Start of STUDY MATERIAL

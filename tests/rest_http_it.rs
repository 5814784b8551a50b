#![cfg(feature = "reqwest")]

// std
use std::time::{Duration, Instant};
// crates.io
use httpmock::prelude::*;
// self
use serial_rest::{
	NO_BODY, Rest,
	error::{Error, TransportError},
	http::ReqwestTransport,
	http_types::StatusCode,
};

fn client(server: &MockServer) -> Rest {
	Rest::builder().base_url(server.base_url()).build().expect("Client should build.")
}

#[tokio::test]
async fn verbs_reach_their_endpoints() {
	let server = MockServer::start_async().await;
	let get = server
		.mock_async(|when, then| {
			when.method(GET).path("/items/1");
			then.status(200)
				.header("content-type", "application/json")
				.body("{\"id\":1,\"name\":\"sheet\"}");
		})
		.await;
	let post = server
		.mock_async(|when, then| {
			when.method(POST)
				.path("/items")
				.header("content-type", "application/json")
				.body("{\"name\":\"new\"}");
			then.status(201).header("content-type", "application/json").body("{\"id\":2}");
		})
		.await;
	let put = server
		.mock_async(|when, then| {
			when.method(PUT).path("/items/2").body("{\"name\":\"renamed\"}");
			then.status(200).header("content-type", "application/json").body("{\"id\":2}");
		})
		.await;
	let delete = server
		.mock_async(|when, then| {
			when.method(DELETE).path("/items/2");
			then.status(204);
		})
		.await;
	let rest = client(&server);
	let fetched = rest.get("items/1", false).await.expect("GET should succeed.");

	assert!(fetched.ok);
	assert_eq!(fetched.status, StatusCode::OK);
	assert_eq!(fetched.data, Some(serde_json::json!({ "id": 1, "name": "sheet" })));
	assert!(!fetched.redirected);

	let created = rest
		.post("/items", Some(&serde_json::json!({ "name": "new" })), false)
		.await
		.expect("POST should succeed.");

	assert_eq!(created.status, StatusCode::CREATED);
	assert_eq!(created.status_text, "Created");

	rest.put("items/2", Some(&serde_json::json!({ "name": "renamed" })), false)
		.await
		.expect("PUT should succeed.");

	let deleted = rest.delete("items/2", false).await.expect("DELETE should succeed.");

	assert_eq!(deleted.status, StatusCode::NO_CONTENT);
	assert_eq!(deleted.data, None);

	get.assert_async().await;
	post.assert_async().await;
	put.assert_async().await;
	delete.assert_async().await;
}

#[tokio::test]
async fn bearer_token_is_sent_when_installed() {
	let server = MockServer::start_async().await;
	let mock = server
		.mock_async(|when, then| {
			when.method(GET).path("/me").header("authorization", "Bearer static-token");
			then.status(200).header("content-type", "application/json").body("{\"user\":\"a\"}");
		})
		.await;
	let rest = Rest::builder()
		.base_url(server.base_url())
		.access_token("static-token")
		.build()
		.expect("Client should build.");
	let response = rest.qget("me", false).await.expect("Authorized request should succeed.");

	mock.assert_async().await;

	assert_eq!(response.data, Some(serde_json::json!({ "user": "a" })));
}

#[tokio::test]
async fn error_status_carries_body_text() {
	let server = MockServer::start_async().await;
	let mock = server
		.mock_async(|when, then| {
			when.method(GET).path("/missing");
			then.status(404).body("no such sheet");
		})
		.await;
	let err = client(&server).get("missing", false).await.expect_err("404 should fail.");

	mock.assert_async().await;

	assert!(matches!(
		&err,
		Error::Transport(TransportError::Status { status: 404, status_text, body })
			if status_text == "Not Found" && body == "no such sheet"
	));
	assert_eq!(err.to_string(), "HTTP error: 404 Not Found - no such sheet");
}

#[tokio::test]
async fn non_json_body_leaves_data_empty() {
	let server = MockServer::start_async().await;

	server
		.mock_async(|when, then| {
			when.method(GET).path("/health");
			then.status(200).header("content-type", "text/plain").body("ok");
		})
		.await;

	let response = client(&server).get("health", false).await.expect("Request should succeed.");

	assert!(response.ok);
	assert_eq!(response.data, None);
}

#[tokio::test]
async fn redirects_report_final_url() {
	let server = MockServer::start_async().await;
	let target = server.url("/v2/items");

	server
		.mock_async(|when, then| {
			when.method(GET).path("/v1/items");
			then.status(302).header("location", target.as_str());
		})
		.await;
	server
		.mock_async(|when, then| {
			when.method(GET).path("/v2/items");
			then.status(200).header("content-type", "application/json").body("[]");
		})
		.await;

	let response = client(&server).get("v1/items", false).await.expect("Redirect should resolve.");

	assert!(response.redirected);
	assert_eq!(response.url.path(), "/v2/items");
	assert_eq!(response.data, Some(serde_json::json!([])));
}

#[tokio::test]
async fn cookies_travel_only_with_credentials() {
	let server = MockServer::start_async().await;

	server
		.mock_async(|when, then| {
			when.method(POST).path("/login");
			then.status(204).header("set-cookie", "session=abc; Path=/");
		})
		.await;

	let me = server
		.mock_async(|when, then| {
			when.method(GET).path("/me").header("cookie", "session=abc");
			then.status(200).header("content-type", "application/json").body("{\"user\":\"a\"}");
		})
		.await;
	let anonymous = Rest::builder()
		.base_url(server.base_url())
		.transport(ReqwestTransport::new().expect("Transport should build."))
		.build()
		.expect("Client should build.");

	anonymous.post("login", NO_BODY, false).await.expect("Login should succeed.");
	anonymous.get("me", true).await.expect_err("Cookie from an anonymous login must not be kept.");

	let rest = client(&server);

	rest.post("login", NO_BODY, true).await.expect("Login should succeed.");

	let err = rest.get("me", false).await.expect_err("Cookies must stay home without credentials.");

	assert!(matches!(err, Error::Transport(TransportError::Status { status: 404, .. })));

	let response = rest.get("me", true).await.expect("Request with credentials should succeed.");

	assert_eq!(response.data, Some(serde_json::json!({ "user": "a" })));

	me.assert_calls_async(1).await;
}

#[tokio::test]
async fn request_timeout_surfaces_as_timeout_error() {
	let server = MockServer::start_async().await;

	server
		.mock_async(|when, then| {
			when.method(GET).path("/slow");
			then.status(200).delay(Duration::from_secs(2));
		})
		.await;

	let rest = Rest::builder()
		.base_url(server.base_url())
		.request_timeout(Duration::from_millis(100))
		.build()
		.expect("Client should build.");
	let err = rest.get("slow", false).await.expect_err("Slow request should time out.");

	assert!(matches!(err, Error::Transport(TransportError::Timeout)));
}

#[tokio::test]
async fn queued_http_requests_are_serialized() {
	let server = MockServer::start_async().await;

	for (path, delay) in [("/a", 300), ("/b", 50), ("/c", 100)] {
		server
			.mock_async(|when, then| {
				when.method(GET).path(path);
				then.status(200)
					.header("content-type", "application/json")
					.body(format!("{{\"path\":\"{path}\"}}"))
					.delay(Duration::from_millis(delay));
			})
			.await;
	}

	let rest = client(&server);
	let started = Instant::now();
	let (a, b, c) =
		tokio::join!(rest.qget("a", false), rest.qget("b", false), rest.qget("c", false));

	assert!(started.elapsed() >= Duration::from_millis(450));

	for (response, path) in [(a, "/a"), (b, "/b"), (c, "/c")] {
		let response = response.expect("Queued request should succeed.");

		assert_eq!(response.data, Some(serde_json::json!({ "path": path })));
	}

	assert!(rest.queue().is_empty());
}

End of STUDY MATERIAL

:: YOUR INSTRUCTIONS ::
Reproduce every entry exactly, with nothing added or dropped.

:: TASK RESPONSE ::
filename tests/rest_http_it.rs
repository 5814784b8551a50b
#![cfg(feature = "reqwest")]

// std
use std::time::{Duration, Instant};
// crates.io
use httpmock::prelude::*;
// self
use serial_rest::{
	NO_BODY, Rest,
	error::{Error, TransportError},
	http::ReqwestTransport,
	http_types::StatusCode,
};

fn client(server: &MockServer) -> Rest {
	Rest::builder().base_url(server.base_url()).build().expect("Client should build.")
}

#[tokio::test]
async fn verbs_reach_their_endpoints() {
	let server = MockServer::start_async().await;
	let get = server
		.mock_async(|when, then| {
			when.method(GET).path("/items/1");
			then.status(200)
				.header("content-type", "application/json")
				.body("{\"id\":1,\"name\":\"sheet\"}");
		})
		.await;
	let post = server
		.mock_async(|when, then| {
			when.method(POST)
				.path("/items")
				.header("content-type", "application/json")
				.body("{\"name\":\"new\"}");
			then.status(201).header("content-type", "application/json").body("{\"id\":2}");
		})
		.await;
	let put = server
		.mock_async(|when, then| {
			when.method(PUT).path("/items/2").body("{\"name\":\"renamed\"}");
			then.status(200).header("content-type", "application/json").body("{\"id\":2}");
		})
		.await;
	let delete = server
		.mock_async(|when, then| {
			when.method(DELETE).path("/items/2");
			then.status(204);
		})
		.await;
	let rest = client(&server);
	let fetched = rest.get("items/1", false).await.expect("GET should succeed.");

	assert!(fetched.ok);
	assert_eq!(fetched.status, StatusCode::OK);
	assert_eq!(fetched.data, Some(serde_json::json!({ "id": 1, "name": "sheet" })));
	assert!(!fetched.redirected);

	let created = rest
		.post("/items", Some(&serde_json::json!({ "name": "new" })), false)
		.await
		.expect("POST should succeed.");

	assert_eq!(created.status, StatusCode::CREATED);
	assert_eq!(created.status_text, "Created");

	rest.put("items/2", Some(&serde_json::json!({ "name": "renamed" })), false)
		.await
		.expect("PUT should succeed.");

	let deleted = rest.delete("items/2", false).await.expect("DELETE should succeed.");

	assert_eq!(deleted.status, StatusCode::NO_CONTENT);
	assert_eq!(deleted.data, None);

	get.assert_async().await;
	post.assert_async().await;
	put.assert_async().await;
	delete.assert_async().await;
}

#[tokio::test]
async fn bearer_token_is_sent_when_installed() {
	let server = MockServer::start_async().await;
	let mock = server
		.mock_async(|when, then| {
			when.method(GET).path("/me").header("authorization", "Bearer static-token");
			then.status(200).header("content-type", "application/json").body("{\"user\":\"a\"}");
		})
		.await;
	let rest = Rest::builder()
		.base_url(server.base_url())
		.access_token("static-token")
		.build()
		.expect("Client should build.");
	let response = rest.qget("me", false).await.expect("Authorized request should succeed.");

	mock.assert_async().await;

	assert_eq!(response.data, Some(serde_json::json!({ "user": "a" })));
}

#[tokio::test]
async fn error_status_carries_body_text() {
	let server = MockServer::start_async().await;
	let mock = server
		.mock_async(|when, then| {
			when.method(GET).path("/missing");
			then.status(404).body("no such sheet");
		})
		.await;
	let err = client(&server).get("missing", false).await.expect_err("404 should fail.");

	mock.assert_async().await;

	assert!(matches!(
		&err,
		Error::Transport(TransportError::Status { status: 404, status_text, body })
			if status_text == "Not Found" && body == "no such sheet"
	));
	assert_eq!(err.to_string(), "HTTP error: 404 Not Found - no such sheet");
}

#[tokio::test]
async fn non_json_body_leaves_data_empty() {
	let server = MockServer::start_async().await;

	server
		.mock_async(|when, then| {
			when.method(GET).path("/health");
			then.status(200).header("content-type", "text/plain").body("ok");
		})
		.await;

	let response = client(&server).get("health", false).await.expect("Request should succeed.");

	assert!(response.ok);
	assert_eq!(response.data, None);
}

#[tokio::test]
async fn redirects_report_final_url() {
	let server = MockServer::start_async().await;
	let target = server.url("/v2/items");

	server
		.mock_async(|when, then| {
			when.method(GET).path("/v1/items");
			then.status(302).header("location", target.as_str());
		})
		.await;
	server
		.mock_async(|when, then| {
			when.method(GET).path("/v2/items");
			then.status(200).header("content-type", "application/json").body("[]");
		})
		.await;

	let response = client(&server).get("v1/items", false).await.expect("Redirect should resolve.");

	assert!(response.redirected);
	assert_eq!(response.url.path(), "/v2/items");
	assert_eq!(response.data, Some(serde_json::json!([])));
}

#[tokio::test]
async fn cookies_travel_only_with_credentials() {
	let server = MockServer::start_async().await;

	server
		.mock_async(|when, then| {
			when.method(POST).path("/login");
			then.status(204).header("set-cookie", "session=abc; Path=/");
		})
		.await;

	let me = server
		.mock_async(|when, then| {
			when.method(GET).path("/me").header("cookie", "session=abc");
			then.status(200).header("content-type", "application/json").body("{\"user\":\"a\"}");
		})
		.await;
	let anonymous = Rest::builder()
		.base_url(server.base_url())
		.transport(ReqwestTransport::new().expect("Transport should build."))
		.build()
		.expect("Client should build.");

	anonymous.post("login", NO_BODY, false).await.expect("Login should succeed.");
	anonymous.get("me", true).await.expect_err("Cookie from an anonymous login must not be kept.");

	let rest = client(&server);

	rest.post("login", NO_BODY, true).await.expect("Login should succeed.");

	let err = rest.get("me", false).await.expect_err("Cookies must stay home without credentials.");

	assert!(matches!(err, Error::Transport(TransportError::Status { status: 404, .. })));

	let response = rest.get("me", true).await.expect("Request with credentials should succeed.");

	assert_eq!(response.data, Some(serde_json::json!({ "user": "a" })));

	me.assert_calls_async(1).await;
}

#[tokio::test]
async fn request_timeout_surfaces_as_timeout_error() {
	let server = MockServer::start_async().await;

	server
		.mock_async(|when, then| {
			when.method(GET).path("/slow");
			then.status(200).delay(Duration::from_secs(2));
		})
		.await;

	let rest = Rest::builder()
		.base_url(server.base_url())
		.request_timeout(Duration::from_millis(100))
		.build()
		.expect("Client should build.");
	let err = rest.get("slow", false).await.expect_err("Slow request should time out.");

	assert!(matches!(err, Error::Transport(TransportError::Timeout)));
}

#[tokio::test]
async fn queued_http_requests_are_serialized() {
	let server = MockServer::start_async().await;

	for (path, delay) in [("/a", 300), ("/b", 50), ("/c", 100)] {
		server
			.mock_async(|when, then| {
				when.method(GET).path(path);
				then.status(200)
					.header("content-type", "application/json")
					.body(format!("{{\"path\":\"{path}\"}}"))
					.delay(Duration::from_millis(delay));
			})
			.await;
	}

	let rest = client(&server);
	let started = Instant::now();
	let (a, b, c) =
		tokio::join!(rest.qget("a", false), rest.qget("b", false), rest.qget("c", false));

	assert!(started.elapsed() >= Duration::from_millis(450));

	for (response, path) in [(a, "/a"), (b, "/b"), (c, "/c")] {
		let response = response.expect("Queued request should succeed.");

		assert_eq!(response.data, Some(serde_json::json!({ "path": path })));
	}

	assert!(rest.queue().is_empty());
}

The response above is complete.